■ What you should do: For the entries below, count the lines that contain the word "Debug" and reply with that number only.

§ §

//! Raw schemas of the control data sources, exactly as they sit on disk

use crate::error::LoadError;
use indexmap::IndexMap;
use lenient::Lenient;
use serde::de::DeserializeOwned;
use std::{fs::File, io::BufReader, path::Path};

mod category;
mod fast;
mod lenient;
mod primary;
mod relationship;

pub use category::*;
pub use fast::*;
pub use primary::*;
pub use relationship::*;

/// Read a JSON object of romname -> record
///
/// A document that is not JSON, or not an object, is fatal for the resolver being built. Inside
/// it, entries that are not objects are dropped and the rest are kept in file order
fn load_records<T: DeserializeOwned>(path: &Path) -> Result<IndexMap<String, T>, LoadError> {
    let file = File::open(path).map_err(|source| LoadError::Io {
        path: path.to_path_buf(),
        source,
    })?;

    let entries: IndexMap<String, Lenient<T>> = serde_json::from_reader(BufReader::new(file))
        .map_err(|source| LoadError::Json {
            path: path.to_path_buf(),
            source,
        })?;

    let total = entries.len();
    let records: IndexMap<_, _> = entries
        .into_iter()
        .filter_map(|(romname, Lenient(record))| Some((romname, record?)))
        .collect();

    if records.len() != total {
        tracing::warn!(
            "Skipped {} malformed entries in \"{}\"",
            total - records.len(),
            path.display()
        );
    }

    Ok(records)
}
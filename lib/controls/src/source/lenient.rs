//! Deserializers for hand maintained sources, a bad field degrades to its default instead of
//! rejecting the whole document

use indexmap::IndexMap;
use serde::{
    Deserialize, Deserializer,
    de::{
        DeserializeOwned, Error, IgnoredAny, MapAccess, SeqAccess, Visitor,
        value::MapAccessDeserializer,
    },
};
use serde_json::Value;
use std::{fmt, marker::PhantomData};

/// A value that is only kept when the source has an object there
///
/// Works on the stream directly, so map entries keep their file order
#[derive(Debug)]
pub struct Lenient<T>(pub Option<T>);

impl<'de, T: Deserialize<'de>> Deserialize<'de> for Lenient<T> {
    fn deserialize<D: Deserializer<'de>>(deserializer: D) -> Result<Self, D::Error> {
        deserializer.deserialize_any(LenientVisitor(PhantomData))
    }
}

struct LenientVisitor<T>(PhantomData<T>);

impl<'de, T: Deserialize<'de>> Visitor<'de> for LenientVisitor<T> {
    type Value = Lenient<T>;

    fn expecting(&self, formatter: &mut fmt::Formatter) -> fmt::Result {
        formatter.write_str("any value")
    }

    fn visit_bool<E: Error>(self, _: bool) -> Result<Self::Value, E> {
        Ok(Lenient(None))
    }

    fn visit_i64<E: Error>(self, _: i64) -> Result<Self::Value, E> {
        Ok(Lenient(None))
    }

    fn visit_u64<E: Error>(self, _: u64) -> Result<Self::Value, E> {
        Ok(Lenient(None))
    }

    fn visit_f64<E: Error>(self, _: f64) -> Result<Self::Value, E> {
        Ok(Lenient(None))
    }

    fn visit_str<E: Error>(self, _: &str) -> Result<Self::Value, E> {
        Ok(Lenient(None))
    }

    fn visit_unit<E: Error>(self) -> Result<Self::Value, E> {
        Ok(Lenient(None))
    }

    fn visit_none<E: Error>(self) -> Result<Self::Value, E> {
        Ok(Lenient(None))
    }

    fn visit_some<D: Deserializer<'de>>(self, deserializer: D) -> Result<Self::Value, D::Error> {
        Lenient::deserialize(deserializer)
    }

    fn visit_seq<A: SeqAccess<'de>>(self, mut seq: A) -> Result<Self::Value, A::Error> {
        while seq.next_element::<IgnoredAny>()?.is_some() {}

        Ok(Lenient(None))
    }

    fn visit_map<A: MapAccess<'de>>(self, map: A) -> Result<Self::Value, A::Error> {
        T::deserialize(MapAccessDeserializer::new(map)).map(|value| Lenient(Some(value)))
    }
}

/// The field, or its default when the source has null or the wrong type
pub fn lenient<'de, D, T>(deserializer: D) -> Result<T, D::Error>
where
    D: Deserializer<'de>,
    T: DeserializeOwned + Default,
{
    Ok(serde_json::from_value(Value::deserialize(deserializer)?).unwrap_or_default())
}

/// The elements that parse, anything but a list is empty
pub fn lenient_list<'de, D, T>(deserializer: D) -> Result<Vec<T>, D::Error>
where
    D: Deserializer<'de>,
    T: DeserializeOwned,
{
    Ok(match Value::deserialize(deserializer)? {
        Value::Array(items) => items
            .into_iter()
            .filter_map(|item| serde_json::from_value(item).ok())
            .collect(),
        _ => Vec::new(),
    })
}

/// The entries that are objects, in file order, anything but an object is empty
pub fn lenient_map<'de, D, T>(deserializer: D) -> Result<IndexMap<String, T>, D::Error>
where
    D: Deserializer<'de>,
    T: Deserialize<'de>,
{
    let Lenient(entries) = Lenient::<IndexMap<String, Lenient<T>>>::deserialize(deserializer)?;

    Ok(entries
        .into_iter()
        .flatten()
        .filter_map(|(key, Lenient(value))| Some((key, value?)))
        .collect())
}

#[cfg(test)]
mod tests {
    use super::*;

    #[derive(Debug, Default, Deserialize, PartialEq)]
    struct Record {
        #[serde(default, deserialize_with = "lenient")]
        name: Option<String>,
        #[serde(default, deserialize_with = "lenient_list")]
        tags: Vec<String>,
        #[serde(default, deserialize_with = "lenient_map")]
        children: IndexMap<String, Record>,
    }

    #[test]
    fn bad_fields_take_defaults() {
        let record: Record =
            serde_json::from_str(r#"{ "name": 5, "tags": null, "children": [1, 2] }"#).unwrap();

        assert_eq!(record, Record::default());
    }

    #[test]
    fn bad_elements_are_dropped() {
        let record: Record = serde_json::from_str(
            r#"{
                "tags": ["a", null, 3, "b"],
                "children": { "z": {}, "bad": null, "a": { "name": "first" }, "num": 4 }
            }"#,
        )
        .unwrap();

        assert_eq!(record.tags, ["a", "b"]);
        assert_eq!(record.children.keys().collect::<Vec<_>>(), ["z", "a"]);
        assert_eq!(record.children["a"].name.as_deref(), Some("first"));
    }

    #[test]
    fn top_level_entries_skip_non_objects() {
        let entries: IndexMap<String, Lenient<Record>> =
            serde_json::from_str(r#"{ "b": { "name": "kept" }, "a": null, "c": "text" }"#).unwrap();

        let kept: Vec<_> = entries
            .into_iter()
            .filter_map(|(key, Lenient(value))| Some((key, value?)))
            .collect();

        assert_eq!(kept.len(), 1);
        assert_eq!(kept[0].0, "b");
    }
}
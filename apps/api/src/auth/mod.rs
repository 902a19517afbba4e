// Authentication collaborator
// Sign-in and sign-up are delegated to the remote marketplace API. The rest of
// the service only sees the `Authenticator` trait; `RemoteAuthenticator` is the
// one implementation that ships.

use async_trait::async_trait;
use serde::{Deserialize, Serialize};
use thiserror::Error;

use crate::errors::{AppError, FieldError};

pub mod handlers;
pub mod remote;

pub use remote::RemoteAuthenticator;

const MIN_PASSWORD_CHARS: usize = 8;

#[derive(Debug, Clone, Deserialize)]
pub struct Credentials {
    #[serde(default)]
    pub email: String,
    #[serde(default)]
    pub password: String,
}

#[derive(Debug, Clone, Deserialize)]
#[serde(rename_all = "camelCase")]
pub struct SignUpRequest {
    #[serde(default)]
    pub full_name: String,
    #[serde(default)]
    pub email: String,
    #[serde(default)]
    pub password: String,
    #[serde(default)]
    pub confirm_password: String,
}

/// A successful sign-in or sign-up as reported by the remote API.
#[derive(Debug, Clone, Serialize)]
#[serde(rename_all = "camelCase")]
pub struct AuthSession {
    pub email: String,
    #[serde(skip_serializing_if = "Option::is_none")]
    pub full_name: Option<String>,
    pub message: String,
    #[serde(skip_serializing_if = "Option::is_none")]
    pub token: Option<String>,
    /// Raw `Set-Cookie` values to hand back to the caller.
    #[serde(skip)]
    pub cookies: Vec<String>,
}

#[derive(Debug, Error)]
pub enum AuthError {
    #[error("invalid input")]
    Invalid(Vec<FieldError>),

    #[error("{0}")]
    Rejected(String),

    #[error("authentication service unavailable: {0}")]
    Upstream(String),
}

impl From<AuthError> for AppError {
    fn from(err: AuthError) -> Self {
        match err {
            AuthError::Invalid(fields) => AppError::InvalidFields(fields),
            AuthError::Rejected(message) => AppError::Unauthorized(message),
            AuthError::Upstream(detail) => AppError::Upstream(detail),
        }
    }
}

#[async_trait]
pub trait Authenticator: Send + Sync {
    async fn authenticate(&self, credentials: &Credentials) -> Result<AuthSession, AuthError>;

    async fn register(&self, request: &SignUpRequest) -> Result<AuthSession, AuthError>;
}

/// Loose email shape: some token of the form `x@y.z`, all non-whitespace.
pub fn looks_like_email(value: &str) -> bool {
    value.split_whitespace().any(|token| {
        token.match_indices('@').any(|(at, _)| {
            let domain = &token[at + 1..];
            at > 0
                && domain
                    .match_indices('.')
                    .any(|(dot, _)| dot > 0 && dot + 1 < domain.len())
        })
    })
}

fn check_email(email: &str, errors: &mut Vec<FieldError>) {
    if email.trim().is_empty() {
        errors.push(FieldError::new("email", "Email is required"));
    } else if !looks_like_email(email) {
        errors.push(FieldError::new("email", "Email is invalid"));
    }
}

pub fn validate_credentials(credentials: &Credentials) -> Result<(), AuthError> {
    let mut errors = Vec::new();
    check_email(&credentials.email, &mut errors);
    if credentials.password.is_empty() {
        errors.push(FieldError::new("password", "Password is required"));
    }
    if errors.is_empty() {
        Ok(())
    } else {
        Err(AuthError::Invalid(errors))
    }
}

pub fn validate_sign_up(request: &SignUpRequest) -> Result<(), AuthError> {
    let mut errors = Vec::new();
    if request.full_name.trim().is_empty() {
        errors.push(FieldError::new("fullName", "Full name is required"));
    }
    check_email(&request.email, &mut errors);
    if request.password.is_empty() {
        errors.push(FieldError::new("password", "Password is required"));
    } else if request.password.chars().count() < MIN_PASSWORD_CHARS {
        errors.push(FieldError::new(
            "password",
            "Password must be at least 8 characters",
        ));
    }
    if request.password != request.confirm_password {
        errors.push(FieldError::new("confirmPassword", "Passwords do not match"));
    }
    if errors.is_empty() {
        Ok(())
    } else {
        Err(AuthError::Invalid(errors))
    }
}

#[cfg(test)]
mod tests {
    use super::*;

    fn field_messages(err: AuthError) -> Vec<(String, String)> {
        match err {
            AuthError::Invalid(fields) => fields.into_iter().map(|f| (f.field, f.message)).collect(),
            other => panic!("expected field errors, got {other:?}"),
        }
    }

    #[test]
    fn test_email_shape() {
        assert!(looks_like_email("a@b.co"));
        assert!(looks_like_email("first.last@uni.edu.gh"));
        assert!(looks_like_email("  a@b.c  "));
        assert!(!looks_like_email("a@b"));
        assert!(!looks_like_email("@b.com"));
        assert!(!looks_like_email("a@.com"));
        assert!(!looks_like_email("a@b."));
        assert!(!looks_like_email("a @b.com"));
    }

    #[test]
    fn test_login_requires_email_and_password() {
        let errors = field_messages(
            validate_credentials(&Credentials {
                email: " ".to_string(),
                password: String::new(),
            })
            .unwrap_err(),
        );
        assert_eq!(
            errors,
            vec![
                ("email".to_string(), "Email is required".to_string()),
                ("password".to_string(), "Password is required".to_string()),
            ]
        );
    }

    #[test]
    fn test_login_rejects_malformed_email() {
        let errors = field_messages(
            validate_credentials(&Credentials {
                email: "not-an-email".to_string(),
                password: "secret".to_string(),
            })
            .unwrap_err(),
        );
        assert_eq!(errors[0].1, "Email is invalid");
    }

    #[test]
    fn test_sign_up_rules() {
        let errors = field_messages(
            validate_sign_up(&SignUpRequest {
                full_name: String::new(),
                email: "kofi@example.com".to_string(),
                password: "short".to_string(),
                confirm_password: "shorter".to_string(),
            })
            .unwrap_err(),
        );
        let fields: Vec<&str> = errors.iter().map(|(f, _)| f.as_str()).collect();
        assert_eq!(fields, vec!["fullName", "password", "confirmPassword"]);
        assert_eq!(errors[1].1, "Password must be at least 8 characters");
    }

    #[test]
    fn test_valid_sign_up_passes() {
        assert!(validate_sign_up(&SignUpRequest {
            full_name: "Kofi Mensah".to_string(),
            email: "kofi@example.com".to_string(),
            password: "correct horse".to_string(),
            confirm_password: "correct horse".to_string(),
        })
        .is_ok());
    }
}
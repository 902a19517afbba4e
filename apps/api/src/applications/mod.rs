// Application submission
// Applicant details plus up to three attachments, validated locally and then
// forwarded to the marketplace API as one multipart request.

pub mod client;
pub mod handlers;

use bytes::Bytes;
use serde::Serialize;
use thiserror::Error;

use crate::errors::{AppError, FieldError};

pub use client::ApplicationClient;

#[derive(Debug, Clone, Copy, PartialEq, Eq, Serialize)]
#[serde(rename_all = "camelCase")]
pub enum AttachmentKind {
    Resume,
    Transcript,
    InternshipLetter,
}

const DOCUMENT_EXTENSIONS: &[&str] = &["doc", "docx", "pdf"];
const TRANSCRIPT_EXTENSIONS: &[&str] = &["doc", "docx", "pdf", "jpg", "jpeg", "png"];

impl AttachmentKind {
    /// Multipart field name used both inbound and towards the remote API.
    pub fn field_name(&self) -> &'static str {
        match self {
            AttachmentKind::Resume => "resume",
            AttachmentKind::Transcript => "transcript",
            AttachmentKind::InternshipLetter => "internshipLetter",
        }
    }

    pub fn from_field_name(name: &str) -> Option<Self> {
        match name {
            "resume" => Some(AttachmentKind::Resume),
            "transcript" => Some(AttachmentKind::Transcript),
            "internshipLetter" => Some(AttachmentKind::InternshipLetter),
            _ => None,
        }
    }

    pub fn allowed_extensions(&self) -> &'static [&'static str] {
        match self {
            AttachmentKind::Resume | AttachmentKind::InternshipLetter => DOCUMENT_EXTENSIONS,
            AttachmentKind::Transcript => TRANSCRIPT_EXTENSIONS,
        }
    }

    pub fn accepts(&self, file_name: &str) -> bool {
        file_name
            .rsplit_once('.')
            .map(|(_, ext)| ext.to_ascii_lowercase())
            .map_or(false, |ext| self.allowed_extensions().contains(&ext.as_str()))
    }
}

#[derive(Debug, Clone)]
pub struct Attachment {
    pub file_name: String,
    pub content_type: Option<String>,
    pub bytes: Bytes,
}

#[derive(Debug, Error, PartialEq, Eq)]
pub enum UploadError {
    #[error("{} exceeds the {max_mb}MB limit", .kind.field_name())]
    TooLarge { kind: AttachmentKind, max_mb: usize },

    #[error(
        "{} must be one of: {}",
        .kind.field_name(),
        .kind.allowed_extensions().join(", ")
    )]
    UnsupportedType {
        kind: AttachmentKind,
        file_name: String,
    },
}

impl From<UploadError> for AppError {
    fn from(err: UploadError) -> Self {
        match err {
            UploadError::TooLarge { max_mb, .. } => {
                AppError::PayloadTooLarge(format!("Maximum file size is {max_mb}MB"))
            }
            UploadError::UnsupportedType { kind, .. } => AppError::InvalidFields(vec![
                FieldError::new(kind.field_name(), err.to_string()),
            ]),
        }
    }
}

#[derive(Debug, Clone, Copy, PartialEq, Eq)]
pub enum ApplicantField {
    FirstName,
    Surname,
    OtherName,
    Email,
    Phone,
    Degree,
    Country,
    Region,
    City,
}

impl ApplicantField {
    pub const ALL: [ApplicantField; 9] = [
        ApplicantField::FirstName,
        ApplicantField::Surname,
        ApplicantField::OtherName,
        ApplicantField::Email,
        ApplicantField::Phone,
        ApplicantField::Degree,
        ApplicantField::Country,
        ApplicantField::Region,
        ApplicantField::City,
    ];

    pub fn field_name(&self) -> &'static str {
        match self {
            ApplicantField::FirstName => "firstName",
            ApplicantField::Surname => "surname",
            ApplicantField::OtherName => "otherName",
            ApplicantField::Email => "email",
            ApplicantField::Phone => "phone",
            ApplicantField::Degree => "degree",
            ApplicantField::Country => "country",
            ApplicantField::Region => "region",
            ApplicantField::City => "city",
        }
    }

    pub fn from_field_name(name: &str) -> Option<Self> {
        Self::ALL.into_iter().find(|f| f.field_name() == name)
    }

    pub fn is_required(&self) -> bool {
        !matches!(self, ApplicantField::OtherName | ApplicantField::Degree)
    }
}

/// An application being assembled from an inbound form.
#[derive(Debug, Clone, Default)]
pub struct ApplicationDraft {
    pub first_name: String,
    pub surname: String,
    pub other_name: String,
    pub email: String,
    pub phone: String,
    pub degree: String,
    pub country: String,
    pub region: String,
    pub city: String,
    resume: Option<Attachment>,
    transcript: Option<Attachment>,
    internship_letter: Option<Attachment>,
}

impl ApplicationDraft {
    pub fn field(&self, field: ApplicantField) -> &str {
        match field {
            ApplicantField::FirstName => &self.first_name,
            ApplicantField::Surname => &self.surname,
            ApplicantField::OtherName => &self.other_name,
            ApplicantField::Email => &self.email,
            ApplicantField::Phone => &self.phone,
            ApplicantField::Degree => &self.degree,
            ApplicantField::Country => &self.country,
            ApplicantField::Region => &self.region,
            ApplicantField::City => &self.city,
        }
    }

    pub fn set_field(&mut self, field: ApplicantField, value: &str) {
        let slot = match field {
            ApplicantField::FirstName => &mut self.first_name,
            ApplicantField::Surname => &mut self.surname,
            ApplicantField::OtherName => &mut self.other_name,
            ApplicantField::Email => &mut self.email,
            ApplicantField::Phone => &mut self.phone,
            ApplicantField::Degree => &mut self.degree,
            ApplicantField::Country => &mut self.country,
            ApplicantField::Region => &mut self.region,
            ApplicantField::City => &mut self.city,
        };
        *slot = value.trim().to_string();
    }

    pub fn attach_resume(&mut self, file: Attachment, max_bytes: usize) -> Result<(), UploadError> {
        check(AttachmentKind::Resume, &file, max_bytes)?;
        self.resume = Some(file);
        Ok(())
    }

    pub fn attach_transcript(
        &mut self,
        file: Attachment,
        max_bytes: usize,
    ) -> Result<(), UploadError> {
        check(AttachmentKind::Transcript, &file, max_bytes)?;
        self.transcript = Some(file);
        Ok(())
    }

    pub fn attach_internship_letter(
        &mut self,
        file: Attachment,
        max_bytes: usize,
    ) -> Result<(), UploadError> {
        check(AttachmentKind::InternshipLetter, &file, max_bytes)?;
        self.internship_letter = Some(file);
        Ok(())
    }

    /// Attached files in slot order.
    pub fn attachments(&self) -> Vec<(AttachmentKind, &Attachment)> {
        [
            (AttachmentKind::Resume, &self.resume),
            (AttachmentKind::Transcript, &self.transcript),
            (AttachmentKind::InternshipLetter, &self.internship_letter),
        ]
        .into_iter()
        .filter_map(|(kind, slot)| slot.as_ref().map(|a| (kind, a)))
        .collect()
    }

    /// Every missing required value, the résumé attachment included.
    pub fn validate(&self) -> Result<(), Vec<FieldError>> {
        let mut errors: Vec<FieldError> = ApplicantField::ALL
            .into_iter()
            .filter(|f| f.is_required() && self.field(*f).is_empty())
            .map(|f| FieldError::new(f.field_name(), "This field is required"))
            .collect();
        if self.resume.is_none() {
            errors.push(FieldError::new(
                AttachmentKind::Resume.field_name(),
                "A resume is required",
            ));
        }
        if errors.is_empty() {
            Ok(())
        } else {
            Err(errors)
        }
    }
}

fn check(kind: AttachmentKind, file: &Attachment, max_bytes: usize) -> Result<(), UploadError> {
    if file.bytes.len() > max_bytes {
        return Err(UploadError::TooLarge {
            kind,
            max_mb: max_bytes / (1024 * 1024),
        });
    }
    if !kind.accepts(&file.file_name) {
        return Err(UploadError::UnsupportedType {
            kind,
            file_name: file.file_name.clone(),
        });
    }
    Ok(())
}

#[cfg(test)]
mod tests {
    use super::*;

    const MAX: usize = 30 * 1024 * 1024;

    fn file(name: &str, size: usize) -> Attachment {
        Attachment {
            file_name: name.to_string(),
            content_type: None,
            bytes: Bytes::from(vec![0u8; size]),
        }
    }

    fn complete_draft() -> ApplicationDraft {
        let mut draft = ApplicationDraft::default();
        for field in ApplicantField::ALL {
            if field.is_required() {
                draft.set_field(field, "value");
            }
        }
        draft.attach_resume(file("cv.pdf", 10), MAX).unwrap();
        draft
    }

    #[test]
    fn test_extension_rules_per_slot() {
        assert!(AttachmentKind::Resume.accepts("CV.PDF"));
        assert!(AttachmentKind::Resume.accepts("cv.docx"));
        assert!(!AttachmentKind::Resume.accepts("cv.png"));
        assert!(AttachmentKind::Transcript.accepts("grades.jpeg"));
        assert!(!AttachmentKind::InternshipLetter.accepts("letter.jpg"));
        assert!(!AttachmentKind::Resume.accepts("pdf"));
    }

    #[test]
    fn test_oversized_file_rejected() {
        let mut draft = ApplicationDraft::default();
        let err = draft
            .attach_transcript(file("t.pdf", 2048), 1024)
            .unwrap_err();
        assert!(matches!(
            err,
            UploadError::TooLarge {
                kind: AttachmentKind::Transcript,
                ..
            }
        ));
        assert!(draft.attachments().is_empty());
    }

    #[test]
    fn test_file_at_cap_accepted() {
        let mut draft = ApplicationDraft::default();
        draft
            .attach_internship_letter(file("letter.doc", 4096), 4096)
            .unwrap();
        assert_eq!(draft.attachments().len(), 1);
        assert_eq!(draft.attachments()[0].0, AttachmentKind::InternshipLetter);
    }

    #[test]
    fn test_wrong_type_rejected() {
        let mut draft = ApplicationDraft::default();
        let err = draft.attach_resume(file("photo.png", 10), MAX).unwrap_err();
        assert_eq!(
            err,
            UploadError::UnsupportedType {
                kind: AttachmentKind::Resume,
                file_name: "photo.png".to_string()
            }
        );
    }

    #[test]
    fn test_complete_draft_is_valid() {
        assert!(complete_draft().validate().is_ok());
    }

    #[test]
    fn test_optional_fields_not_required() {
        let draft = complete_draft();
        assert!(draft.other_name.is_empty());
        assert!(draft.degree.is_empty());
        assert!(draft.validate().is_ok());
    }

    #[test]
    fn test_missing_resume_and_fields_reported() {
        let mut draft = ApplicationDraft::default();
        draft.set_field(ApplicantField::Email, "  ama@example.com ");
        assert_eq!(draft.email, "ama@example.com");
        let errors = draft.validate().unwrap_err();
        let fields: Vec<&str> = errors.iter().map(|e| e.field.as_str()).collect();
        assert_eq!(
            fields,
            vec!["firstName", "surname", "phone", "country", "region", "city", "resume"]
        );
    }

    #[test]
    fn test_field_names_round_trip() {
        for field in ApplicantField::ALL {
            assert_eq!(ApplicantField::from_field_name(field.field_name()), Some(field));
        }
        assert_eq!(
            AttachmentKind::from_field_name("internshipLetter"),
            Some(AttachmentKind::InternshipLetter)
        );
        assert!(AttachmentKind::from_field_name("coverLetter").is_none());
    }
}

§ §

■ Worked solution: 11